Uncertainty is a defining feature of astrobiology, shaping our ability to apply mathematical tools and computational models for decision making. This thesis examines how uncertainty affects these methods and explores ways to navigate it within a mathematical and computational framework. While uncertainty over key probabilities — such as abiogenesis or technological advancement — limits tools like maximising expected utility and Bayesian statistics, it does not render decision making impossible. Instead, this thesis highlights both the challenges and potential strategies for addressing uncertainty in astrobiology.
Five primary conclusions emerge:

C1: I propose and defend a new definition of biosignature: any phenomenon for which biological processes are a known possible explanation and whose potential abiotic causes have been reasonably explored and ruled out (Gillen et al., 2023, p.1228).

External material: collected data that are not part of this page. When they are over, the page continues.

//! Error-to-status mapping for the HTTP surface.

use axum::Json;
use axum::http::StatusCode;
use axum::response::{IntoResponse, Response};
use codechat_core::SessionError;
use codechat_index::IndexError;
use serde_json::json;

#[derive(Debug, thiserror::Error)]
pub enum GatewayError {
    #[error(transparent)]
    Index(#[from] IndexError),

    #[error(transparent)]
    Session(#[from] SessionError),

    #[error("internal error: {0}")]
    Internal(String),
}

impl GatewayError {
    fn status(&self) -> StatusCode {
        match self {
            Self::Index(err) | Self::Session(SessionError::Index(err)) => match err {
                IndexError::InvalidDirectory(_) | IndexError::FileRead { .. } => {
                    StatusCode::BAD_REQUEST
                }
                IndexError::Embedding(_) | IndexError::DimensionMismatch { .. } => {
                    StatusCode::INTERNAL_SERVER_ERROR
                }
            },
            Self::Session(SessionError::Llm(_)) => StatusCode::BAD_GATEWAY,
            Self::Internal(_) => StatusCode::INTERNAL_SERVER_ERROR,
        }
    }
}

impl IntoResponse for GatewayError {
    fn into_response(self) -> Response {
        let status = self.status();
        if status.is_server_error() {
            tracing::error!(%status, error = %self, "request failed");
        } else {
            tracing::warn!(%status, error = %self, "request rejected");
        }
        (status, Json(json!({ "error": self.to_string() }))).into_response()
    }
}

This is strong enough to be meaningful but leaves room for uncertainty over the list of possible explanations captured by the problem of unconceived alternatives (Stanford 2001, 2006a). This conclusion is discussed in Chapter Two and Chapter Three of this thesis.

C2: I propose a new corresponding definition of potential biosignature: any phenomenon for which biological processes are a known possible explanation but whose potential abiotic causes have not yet been reasonably explored and ruled out (Gillen et al., 2023, p.1238). This is argued for in Chapter Two and Chapter Three.

C3: In light of the vast and unexplored potential research areas constituting the field of astrobiology, theoretical
arguments exist for funding high-uncertainty, high-payoff research. These arguments do not apply to high-risk, high
payoff research. This conclusion is discussed in Chapter Four and Chapter Five of this thesis.

C4: High uncertainty surrounds key fundamental probabilities in astrobiology, such as the probability of abiogenesis.
This uncertainty means that astrobiologists disagreeing about fundamental probabilities might be beneficial. This
conclusion is found in Chapter Six.

C5: The deployment of computer models of scientific communities, such as astrobiology, requires a close
correspondence between the functional form of working real-world features and the functional form of working model
features. This is consistent with a structural realist view of computer modelling. This conclusion is discussed in Chapter
Seven.

Despite the challenges posed by uncertainty, it need not paralyse scientific progress. Recognising true uncertainty (as opposed to calculatable risk) can guide research toward fascinating and obscured discoveries. Moreover, computational models, while valuable, cannot produce certain conclusions from uncertain inputs. Yet, when designed with structural realism in mind and hence a strong correspondence to real-world systems, they remain useful tools for modelling epistemic communities in astrobiology.